→ WORK ORDER
What you return must be the lines of the data that hold the word "increment".

→ THE RECORDS
//! Bus consumer with automatic reconnection.
//!
//! ```text
//! loop {
//!     subscribe ──err──▶ wait retry_delay
//!        │
//!        ▼
//!     for each delivery: handler.handle()
//!        ├─ Ok                        ──▶ ack
//!        ├─ infrastructure / version  ──▶ leave unacked, wait retry_delay, resubscribe
//!        └─ any other error           ──▶ log, ack
//!        │
//!     stream ended ──▶ wait retry_delay, resubscribe
//! }
//! ```
//!
//! An unacknowledged delivery is handed out again by the transport once the
//! consumer resubscribes. A shutdown broadcast interrupts any of the waits.

use crate::handlers::EventHandler;
use futures::StreamExt;
use std::sync::Arc;
use std::time::Duration;
use stockroom_core::error::CatalogError;
use stockroom_core::event_bus::{Delivery, EventBus, EventStream};
use tokio::sync::broadcast;
use tracing::{error, info, warn};

/// Subscribes a handler to a set of topics.
pub struct EventConsumer {
    name: String,
    topics: Vec<&'static str>,
    event_bus: Arc<dyn EventBus>,
    handler: Arc<dyn EventHandler>,
    retry_delay: Duration,
}

impl EventConsumer {
    /// Consumer with the default 5 second retry delay.
    #[must_use]
    pub fn new(
        name: impl Into<String>,
        topics: &[&'static str],
        event_bus: Arc<dyn EventBus>,
        handler: Arc<dyn EventHandler>,
    ) -> Self {
        Self {
            name: name.into(),
            topics: topics.to_vec(),
            event_bus,
            handler,
            retry_delay: Duration::from_secs(5),
        }
    }

    /// Override the reconnection delay.
    #[must_use]
    pub const fn with_retry_delay(mut self, delay: Duration) -> Self {
        self.retry_delay = delay;
        self
    }

    /// Consumer name used in logs.
    #[must_use]
    pub fn name(&self) -> &str {
        &self.name
    }

    /// Spawn the subscribe-process-reconnect loop.
    #[must_use]
    pub fn spawn(self, shutdown: broadcast::Receiver<()>) -> tokio::task::JoinHandle<()> {
        tokio::spawn(self.run(shutdown))
    }

    /// Run until shutdown.
    pub async fn run(self, mut shutdown: broadcast::Receiver<()>) {
        info!(consumer = %self.name, topics = ?self.topics, "Event consumer started");

        loop {
            let stream = tokio::select! {
                _ = shutdown.recv() => break,
                result = self.event_bus.subscribe(&self.topics) => result,
            };

            match stream {
                Ok(stream) => {
                    info!(consumer = %self.name, "Subscribed to event bus");
                    if self.process(stream, &mut shutdown).await {
                        break;
                    }
                    warn!(consumer = %self.name, retry_in = ?self.retry_delay, "Event stream ended, reconnecting");
                }
                Err(e) => {
                    error!(
                        consumer = %self.name,
                        error = %e,
                        retry_in = ?self.retry_delay,
                        "Failed to subscribe to event bus"
                    );
                }
            }

            tokio::select! {
                _ = shutdown.recv() => break,
                () = tokio::time::sleep(self.retry_delay) => {}
            }
        }

        info!(consumer = %self.name, "Event consumer stopped");
    }

    /// Drain the stream. Returns `true` if shutdown was requested, `false`
    /// when the stream ended or a delivery was left for redelivery.
    async fn process(&self, mut stream: EventStream, shutdown: &mut broadcast::Receiver<()>) -> bool {
        loop {
            tokio::select! {
                _ = shutdown.recv() => return true,
                next = stream.next() => match next {
                    Some(Ok(delivery)) => {
                        if !self.dispatch(delivery).await {
                            return false;
                        }
                    }
                    Some(Err(e)) => {
                        error!(consumer = %self.name, error = %e, "Error receiving event from stream");
                    }
                    None => return false,
                },
            }
        }
    }

    /// Handle one delivery. Returns `false` if it was left unacknowledged.
    async fn dispatch(&self, delivery: Delivery) -> bool {
        let handled = self.handler.handle(&delivery.data).await;
        match handled {
            Ok(()) => {
                delivery.ack();
                true
            }
            Err(e) if redeliverable(&e) => {
                warn!(
                    consumer = %self.name,
                    event_type = %delivery.event_type,
                    error = %e,
                    "Event not processed, leaving it for redelivery"
                );
                metrics::counter!("consumer.redeliveries", "consumer" => self.name.clone()).increment(1);
                false
            }
            Err(e) => {
                error!(
                    consumer = %self.name,
                    event_type = %delivery.event_type,
                    error = %e,
                    "Failed to handle event"
                );
                metrics::counter!("consumer.handler_errors", "consumer" => self.name.clone()).increment(1);
                delivery.ack();
                true
            }
        }
    }
}

/// Whether processing may succeed if the same payload is tried again later.
fn redeliverable(err: &CatalogError) -> bool {
    err.is_retryable() || matches!(err, CatalogError::Infrastructure(_))
}

#[cfg(test)]
#[allow(clippy::unwrap_used)]
mod tests {
    use super::*;
    use async_trait::async_trait;
    use futures::StreamExt as _;
    use std::future::Future;
    use std::pin::Pin;
    use std::sync::Mutex;
    use std::sync::atomic::{AtomicBool, AtomicU32, Ordering};
    use stockroom_core::command::UnbookStore;
    use stockroom_core::event::SerializedEvent;
    use stockroom_core::event_bus::EventBusError;
    use stockroom_core::message::CatalogMessage;
    use stockroom_core::model::StoreId;
    use stockroom_testing::InMemoryEventBus;

    #[derive(Default)]
    struct Recorder {
        seen: Mutex<Vec<CatalogMessage>>,
    }

    #[async_trait]
    impl EventHandler for Recorder {
        async fn handle(&self, data: &[u8]) -> Result<(), CatalogError> {
            self.seen.lock().unwrap().push(CatalogMessage::decode(data)?);
            Ok(())
        }
    }

    #[tokio::test]
    async fn delivers_published_messages_and_stops_on_shutdown() {
        let bus = Arc::new(InMemoryEventBus::new());
        let recorder = Arc::new(Recorder::default());
        let (tx, rx) = broadcast::channel(1);
        let consumer = EventConsumer::new("test", &["t"], bus.clone(), recorder.clone())
            .with_retry_delay(Duration::from_millis(10));
        let handle = consumer.spawn(rx);

        // Give the consumer a chance to subscribe.
        tokio::time::sleep(Duration::from_millis(50)).await;
        let msg = CatalogMessage::UnbookStore(UnbookStore::new(StoreId::new()));
        msg.publish_to(bus.as_ref(), "t").await.unwrap();

        for _ in 0..50 {
            if !recorder.seen.lock().unwrap().is_empty() {
                break;
            }
            tokio::time::sleep(Duration::from_millis(10)).await;
        }
        assert_eq!(recorder.seen.lock().unwrap().clone(), vec![msg]);

        tx.send(()).unwrap();
        tokio::time::timeout(Duration::from_secs(1), handle)
            .await
            .unwrap()
            .unwrap();
    }

    /// Bus holding one event that every new subscription hands out again
    /// until some subscriber acknowledges it.
    struct RedeliveringBus {
        event: SerializedEvent,
        acked: Arc<AtomicBool>,
        subscriptions: AtomicU32,
    }

    impl RedeliveringBus {
        fn new() -> Self {
            let msg = CatalogMessage::UnbookStore(UnbookStore::new(StoreId::new()));
            Self {
                event: msg.encode().unwrap(),
                acked: Arc::new(AtomicBool::new(false)),
                subscriptions: AtomicU32::new(0),
            }
        }
    }

    impl EventBus for RedeliveringBus {
        fn publish(
            &self,
            _topic: &str,
            _event: &SerializedEvent,
        ) -> Pin<Box<dyn Future<Output = Result<(), EventBusError>> + Send + '_>> {
            Box::pin(async { Ok(()) })
        }

        fn subscribe(
            &self,
            _topics: &[&str],
        ) -> Pin<Box<dyn Future<Output = Result<EventStream, EventBusError>> + Send + '_>> {
            self.subscriptions.fetch_add(1, Ordering::SeqCst);
            let stream: EventStream = if self.acked.load(Ordering::SeqCst) {
                Box::pin(futures::stream::pending())
            } else {
                let (delivery, ack) = Delivery::tracked(self.event.clone());
                let acked = Arc::clone(&self.acked);
                tokio::spawn(async move {
                    if ack.await.is_ok() {
                        acked.store(true, Ordering::SeqCst);
                    }
                });
                Box::pin(futures::stream::iter([Ok(delivery)]).chain(futures::stream::pending()))
            };
            Box::pin(async move { Ok(stream) })
        }
    }

    /// Fails the first `failures` calls with `error`, then succeeds.
    struct Flaky {
        failures: AtomicU32,
        error: CatalogError,
        calls: AtomicU32,
    }

    impl Flaky {
        fn new(failures: u32, error: CatalogError) -> Self {
            Self {
                failures: AtomicU32::new(failures),
                error,
                calls: AtomicU32::new(0),
            }
        }
    }

    #[async_trait]
    impl EventHandler for Flaky {
        async fn handle(&self, _data: &[u8]) -> Result<(), CatalogError> {
            self.calls.fetch_add(1, Ordering::SeqCst);
            let failing = self
                .failures
                .fetch_update(Ordering::SeqCst, Ordering::SeqCst, |n| n.checked_sub(1))
                .is_ok();
            if failing { Err(self.error.clone()) } else { Ok(()) }
        }
    }

    async fn run_until_acked(bus: &Arc<RedeliveringBus>, handler: &Arc<Flaky>) {
        let (tx, rx) = broadcast::channel(1);
        let consumer = EventConsumer::new("test", &["t"], bus.clone(), handler.clone())
            .with_retry_delay(Duration::from_millis(10));
        let handle = consumer.spawn(rx);

        for _ in 0..100 {
            if bus.acked.load(Ordering::SeqCst) {
                break;
            }
            tokio::time::sleep(Duration::from_millis(10)).await;
        }

        tx.send(()).unwrap();
        tokio::time::timeout(Duration::from_secs(1), handle)
            .await
            .unwrap()
            .unwrap();
    }

    #[tokio::test]
    async fn infrastructure_failure_leaves_the_event_for_redelivery() {
        let bus = Arc::new(RedeliveringBus::new());
        let handler = Arc::new(Flaky::new(
            1,
            CatalogError::Infrastructure("ledger unavailable".to_string()),
        ));

        run_until_acked(&bus, &handler).await;

        assert!(bus.acked.load(Ordering::SeqCst));
        assert_eq!(handler.calls.load(Ordering::SeqCst), 2);
        assert_eq!(bus.subscriptions.load(Ordering::SeqCst), 2);
    }

    #[tokio::test]
    async fn rejected_event_is_acknowledged_and_not_redelivered() {
        let bus = Arc::new(RedeliveringBus::new());
        let handler = Arc::new(Flaky::new(1, CatalogError::not_found("store id: x not found")));

        run_until_acked(&bus, &handler).await;

        assert!(bus.acked.load(Ordering::SeqCst));
        assert_eq!(handler.calls.load(Ordering::SeqCst), 1);
        assert_eq!(bus.subscriptions.load(Ordering::SeqCst), 1);
    }
}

→ TASK RESPONSE
                metrics::counter!("consumer.redeliveries", "consumer" => self.name.clone()).increment(1);
                metrics::counter!("consumer.handler_errors", "consumer" => self.name.clone()).increment(1);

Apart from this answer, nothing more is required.